• _What you need to do_
Gather, from the data below, each line in which the word "async" occurs.

--- Excerpted records ---

use std::str::FromStr;
use std::sync::Arc;
use std::time::Duration;

use sqlx::SqlitePool;
use sqlx::sqlite::{SqliteConnectOptions, SqlitePoolOptions};
use thiserror::Error;

use crate::repository::{LocalStorage, Storage};

mod local_storage_repo;
mod migrate;

/// Key/value store kept in a single `local_storage` table.
#[derive(Clone)]
pub struct SqliteRepository {
    pool: SqlitePool,
}

#[derive(Debug, Error)]
#[non_exhaustive]
pub enum SqliteInitError {
    #[error(transparent)]
    Sqlx(#[from] sqlx::Error),
}

impl SqliteRepository {
    /// Open the database at `database_url`.
    ///
    /// A single connection serializes every read and write, so a toggle is
    /// visible to the next load without further coordination.
    ///
    /// # Errors
    ///
    /// Returns `SqliteInitError` for a malformed URL or an unreachable database.
    pub async fn connect(database_url: &str) -> Result<Self, SqliteInitError> {
        let options =
            SqliteConnectOptions::from_str(database_url)?.busy_timeout(Duration::from_secs(5));
        let pool = SqlitePoolOptions::new()
            .max_connections(1)
            .connect_with(options)
            .await?;
        tracing::debug!(url = database_url, "opened progress database");
        Ok(Self { pool })
    }

    /// Bring the schema up to date.
    ///
    /// # Errors
    ///
    /// Returns `SqliteInitError` if a migration step fails.
    pub async fn migrate(&self) -> Result<(), SqliteInitError> {
        migrate::run_migrations(&self.pool).await
    }
}

impl Storage {
    /// Connect, migrate and wrap a [`SqliteRepository`] as the local store.
    ///
    /// # Errors
    ///
    /// Returns `SqliteInitError` from [`SqliteRepository::connect`] or
    /// [`SqliteRepository::migrate`].
    pub async fn sqlite(database_url: &str) -> Result<Self, SqliteInitError> {
        let repo = SqliteRepository::connect(database_url).await?;
        repo.migrate().await?;
        let local: Arc<dyn LocalStorage> = Arc::new(repo);
        Ok(Self { local })
    }
}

---

• _Result_
    pub async fn connect(database_url: &str) -> Result<Self, SqliteInitError> {
    pub async fn migrate(&self) -> Result<(), SqliteInitError> {
    pub async fn sqlite(database_url: &str) -> Result<Self, SqliteInitError> {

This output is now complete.